The next step is to divide the entire data set into training data and test data. A division of approx. 80% training data and 20% test data has proven to be successful.

train_subset , test_subset = utils.data.random_split(dataset, [2000,523], 
        generator = torch.Generator().manual_seed(1))
train_subset.dataset.transform = transformations    

Defining the Dataloaders

A PyTorch DataLoader is a utility in the PyTorch library that simplifies and automates the process of loading and managing data for machine learning models. It is particularly useful when working with large datasets that cannot fit into memory at once or when you need to apply data transformations and batching efficiently.
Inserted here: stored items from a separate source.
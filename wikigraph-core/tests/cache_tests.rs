// Tests for the graph cache and the build pipeline

mod common;

use common::three_pages;
use std::io::Write;
use std::sync::atomic::{AtomicUsize, Ordering};
use std::sync::{Arc, Mutex};
use tempfile::NamedTempFile;
use wikigraph_core::{
    BuildOptions, BuildProgressCallback, BuildStage, GraphCache, GraphError, GraphMode, LinkGraph,
    build_graph, load_graph,
};

#[test]
fn test_cache_hit_returns_same_snapshot() {
    let cache = GraphCache::new();
    let data = three_pages();

    let first = cache.get_or_build(&data, GraphMode::Strict);
    let second = cache.get_or_build(&data, GraphMode::Strict);

    assert!(Arc::ptr_eq(&first, &second));
    assert_eq!(cache.len(), 1);
}

#[test]
fn test_cache_separates_modes() {
    let cache = GraphCache::new();
    let data = three_pages();

    let strict = cache.get_or_build(&data, GraphMode::Strict);
    let open = cache.get_or_build(&data, GraphMode::Open);

    assert!(!Arc::ptr_eq(&strict, &open));
    assert_eq!(strict.node_count(), 2);
    assert_eq!(open.node_count(), 3);
    assert_eq!(cache.len(), 2);
}

#[test]
fn test_builder_runs_once_per_key() {
    let cache = GraphCache::new();
    let data = three_pages();
    let builds = AtomicUsize::new(0);

    for _ in 0..3 {
        cache.get_or_build_with(&data, GraphMode::Open, |dataset, mode| {
            builds.fetch_add(1, Ordering::SeqCst);
            LinkGraph::build(dataset, mode)
        });
    }
    assert_eq!(builds.load(Ordering::SeqCst), 1);

    cache.clear();
    assert!(cache.is_empty());
    assert!(cache.get(data.fingerprint, GraphMode::Open).is_none());
}

#[test]
fn test_concurrent_readers_share_graph() {
    let cache = Arc::new(GraphCache::new());
    let data = Arc::new(three_pages());

    let handles: Vec<_> = (0..4)
        .map(|_| {
            let cache = Arc::clone(&cache);
            let data = Arc::clone(&data);
            std::thread::spawn(move || cache.get_or_build(&data, GraphMode::Strict).edge_count())
        })
        .collect();

    for handle in handles {
        assert_eq!(handle.join().unwrap(), 2);
    }
    assert_eq!(cache.len(), 1);
}

#[test]
fn test_build_graph_reports_stages() {
    let cache = GraphCache::new();
    let stages = Arc::new(Mutex::new(Vec::<BuildStage>::new()));
    let sink = Arc::clone(&stages);
    let callback: BuildProgressCallback =
        Arc::new(move |stage: BuildStage| sink.lock().unwrap().push(stage));

    build_graph(
        &three_pages(),
        &BuildOptions::new(GraphMode::Strict),
        &cache,
        Some(callback.clone()),
    );
    // cache hit: no stages reported
    build_graph(
        &three_pages(),
        &BuildOptions::new(GraphMode::Strict),
        &cache,
        Some(callback),
    );

    let stages = stages.lock().unwrap();
    assert_eq!(stages.first(), Some(&BuildStage::Normalizing));
    assert_eq!(stages.last(), Some(&BuildStage::Done));
    assert_eq!(stages.iter().filter(|s| **s == BuildStage::Done).count(), 1);
}

#[test]
fn test_load_graph_from_file() {
    let mut file = NamedTempFile::new().unwrap();
    writeln!(
        file,
        r#"{{"document_id": "A", "outgoing_links": ["B", "C"]}}
{{"document_id": "B", "outgoing_links": ["A"]}}"#
    )
    .unwrap();

    let cache = GraphCache::new();
    let graph = load_graph(file.path(), &BuildOptions::new(GraphMode::Open), &cache, None).unwrap();

    assert_eq!(graph.node_count(), 3);
    assert_eq!(graph.edge_count(), 3);
}

#[test]
fn test_load_graph_missing_file() {
    let cache = GraphCache::new();
    let result = load_graph(
        std::path::Path::new("/nonexistent/wiki.json"),
        &BuildOptions::new(GraphMode::Strict),
        &cache,
        None,
    );

    assert!(matches!(result, Err(GraphError::Load(_))));
    assert!(cache.is_empty());
}
use commands::command_argument_builder;
use tracing::Level;
use wikigraph::handlers::{handle_render, handle_search, handle_stats, handle_top, handle_ui};
use wikigraph_core::print_banner;

mod commands;

fn main() {
    let cmd = command_argument_builder();
    let chosen_command = cmd.get_matches();
    let quiet = chosen_command.get_flag("quiet");
    let verbose = chosen_command.get_flag("verbose");

    if !quiet {
        print_banner();
    }

    if chosen_command.subcommand().is_none() {
        // No subcommand provided, just show the banner
        return;
    }

    match chosen_command.subcommand() {
        Some(("ui", primary_command)) => handle_ui(primary_command),
        Some((name, primary_command)) => {
            // the dashboard owns the terminal, so only the plain commands log
            init_tracing(verbose);
            match name {
                "stats" => handle_stats(primary_command, quiet),
                "top" => handle_top(primary_command, quiet),
                "search" => handle_search(primary_command, quiet),
                "render" => handle_render(primary_command, quiet),
                _ => unreachable!("clap should ensure we don't get here"),
            }
        }
        None => unreachable!("clap should ensure we don't get here"),
    }
}

fn init_tracing(verbose: bool) {
    let level = if verbose { Level::DEBUG } else { Level::WARN };
    tracing_subscriber::fmt()
        .with_writer(std::io::stderr)
        .with_max_level(level)
        .init();
}

pub const CLAP_STYLING: clap::builder::styling::Styles = clap::builder::styling::Styles::styled()
    .header(clap_cargo::style::HEADER)
    .usage(clap_cargo::style::USAGE)
    .literal(clap_cargo::style::LITERAL)
    .placeholder(clap_cargo::style::PLACEHOLDER)
    .error(clap_cargo::style::ERROR)
    .valid(clap_cargo::style::VALID)
    .invalid(clap_cargo::style::INVALID);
We define a data loader for the training data and one for the test data:

train_loader = utils.data.DataLoader(train_subset, batch_size=4, shuffle=True, num_workers=0)
test_loader = utils.data.DataLoader(test_subset, batch_size=4, shuffle=True, num_workers=0)
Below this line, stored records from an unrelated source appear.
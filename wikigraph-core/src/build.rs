use crate::cache::GraphCache;
use crate::error::Result;
use crate::filter::FilteredView;
use crate::graph::{BuildStage, GraphMode, LinkGraph};
use indicatif::{ProgressBar, ProgressStyle};
use serde::Serialize;
use std::path::Path;
use std::sync::Arc;
use wikigraph_dataset::Dataset;

/// Options for loading a dataset and building its graph
pub struct BuildOptions {
    pub mode: GraphMode,
    pub show_progress_bar: bool,
}

impl BuildOptions {
    pub fn new(mode: GraphMode) -> Self {
        Self {
            mode,
            show_progress_bar: false,
        }
    }

    pub fn with_progress_bar(mut self, show: bool) -> Self {
        self.show_progress_bar = show;
        self
    }
}

/// Callback for reporting build progress
pub type BuildProgressCallback = Arc<dyn Fn(BuildStage) + Send + Sync>;

/// Build (or fetch from the cache) the graph of a loaded dataset.
pub fn build_graph(
    dataset: &Dataset,
    options: &BuildOptions,
    cache: &GraphCache,
    progress_callback: Option<BuildProgressCallback>,
) -> Arc<LinkGraph> {
    let progress_bar = if options.show_progress_bar {
        let pb = ProgressBar::new(100);
        pb.set_style(
            ProgressStyle::default_bar()
                .template("{bar:40.cyan/blue} {pos:>3}% {msg}")
                .unwrap_or_else(|_| ProgressStyle::default_bar()),
        );
        pb.set_message("Processing data...");
        Some(pb)
    } else {
        None
    };

    let graph = cache.get_or_build_with(dataset, options.mode, |dataset, mode| {
        LinkGraph::build_with_progress(dataset, mode, |stage| {
            if let Some(ref pb) = progress_bar {
                pb.set_position(stage.percent());
                pb.set_message(stage.message());
            }
            if let Some(ref callback) = progress_callback {
                callback(stage);
            }
        })
    });

    if let Some(pb) = progress_bar {
        pb.finish_and_clear();
    }

    graph
}

/// Load a dataset file and build its graph in one step
pub fn load_graph(
    path: &Path,
    options: &BuildOptions,
    cache: &GraphCache,
    progress_callback: Option<BuildProgressCallback>,
) -> Result<Arc<LinkGraph>> {
    let dataset = Dataset::load(path)?;
    Ok(build_graph(&dataset, options, cache, progress_callback))
}

/// Figures shown in the statistics sidebar
#[derive(Debug, Clone, Copy, PartialEq, Eq, Serialize)]
pub struct GraphStats {
    pub total_nodes: usize,
    pub total_edges: usize,
    pub shown_nodes: usize,
    pub shown_edges: usize,
}

impl GraphStats {
    pub fn from_view(view: &FilteredView<'_>) -> Self {
        Self {
            total_nodes: view.graph.node_count(),
            total_edges: view.graph.edge_count(),
            shown_nodes: view.nodes.len(),
            shown_edges: view.edges.len(),
        }
    }
}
dataloaders = {"train": train_loader, "test": test_loader}

Training Algorithm

Now comes the most important part: the program for training the neural network. The function has 3 parameters: the model, the data loaders used and the number of epochs that are run through in the training:

def training_and_test(model, dataloaders, epochs ):

    # lists for data evaluation
    train_acc =[]   # training accuracy
    test_acc = []   # test accuracy

Each epoch has two phases: a training phase in which the training data is learned and a test phase in which the network is tested against the test data:

    # phases
    phases = ["train", "test"]

Optimizer

In PyTorch, an optimizer is a key component of the machine learning workflow, responsible for adjusting the parameters (weights and biases) of a model during training in order to minimize the loss function. It implements specific optimization algorithms, such as Stochastic Gradient Descent (SGD), Adam, or RMSprop, among others. We use Adam.

    
    params_to_update = []  # list to store the names of the parameters that will be updated
    for name, param in model.named_parameters():
        if param.requires_grad:
            # Add the parameter to the list if requires_grad is True
            params_to_update.append(param)
            # Print the name of the parameter
            print("\t", name)
    optimizer = optim.Adam(params_to_update)

Loss Function

A PyTorch loss function is a key component in training machine learning models with the PyTorch library. Loss functions are mathematical formulations that measure the difference between the model's predictions and the true target values. By minimizing this loss during training, the model improves its performance.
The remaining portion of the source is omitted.